ACTIVITY:
Where does the string "services" appear in the records? Copy each line that holds it.

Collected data
# # # # # # #

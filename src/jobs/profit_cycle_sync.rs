use sea_orm::DatabaseConnection;
use std::sync::Arc;
use tokio::time::{Duration, MissedTickBehavior, interval};

use crate::services::orchestrator::ProfitCycle;
use crate::services::sync_status::{self, jobs};

/// Longest wait between `should_sync` checks
const MAX_POLL_SECS: u64 = 60;

/// Start the scheduled profit cycle
///
/// Polls `should_sync` on a tick no longer than a minute, so a cycle runs
/// once per interval measured from the previous run's start, and a restart
/// inside the interval does not repeat a cycle that already succeeded.
/// Stops on Ctrl+C.
pub async fn start_profit_cycle_job(
    db: DatabaseConnection,
    cycle: Arc<ProfitCycle>,
    interval_secs: u64,
) -> tokio::task::JoinHandle<()> {
    let poll_secs = interval_secs.clamp(1, MAX_POLL_SECS);

    tokio::spawn(async move {
        let mut interval = interval(Duration::from_secs(poll_secs));
        interval.set_missed_tick_behavior(MissedTickBehavior::Delay);

        loop {
            tokio::select! {
                _ = interval.tick() => {}
                _ = tokio::signal::ctrl_c() => {
                    tracing::info!("Stopping profit cycle job");
                    break;
                }
            }

            match sync_status::should_sync(&db, jobs::PROFIT_CYCLE).await {
                Ok(true) => {
                    tracing::info!("Starting scheduled profit cycle");
                    let report = cycle.run_cycle().await;
                    if report.success {
                        tracing::info!(
                            duration_ms = report.duration_ms,
                            "Scheduled profit cycle complete"
                        );
                    } else {
                        tracing::error!(
                            error = report.error.as_deref().unwrap_or("unknown"),
                            completed = ?report.completed_stages,
                            "Scheduled profit cycle failed"
                        );
                    }
                }
                Ok(false) => {
                    tracing::debug!("Skipping profit cycle (not due yet)");
                }
                Err(e) => {
                    tracing::warn!("Failed to check sync status: {}", e);
                }
            }
        }
    })
}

# # # # # # #

WRITTEN REPLY:
use crate::services::orchestrator::ProfitCycle;
use crate::services::sync_status::{self, jobs};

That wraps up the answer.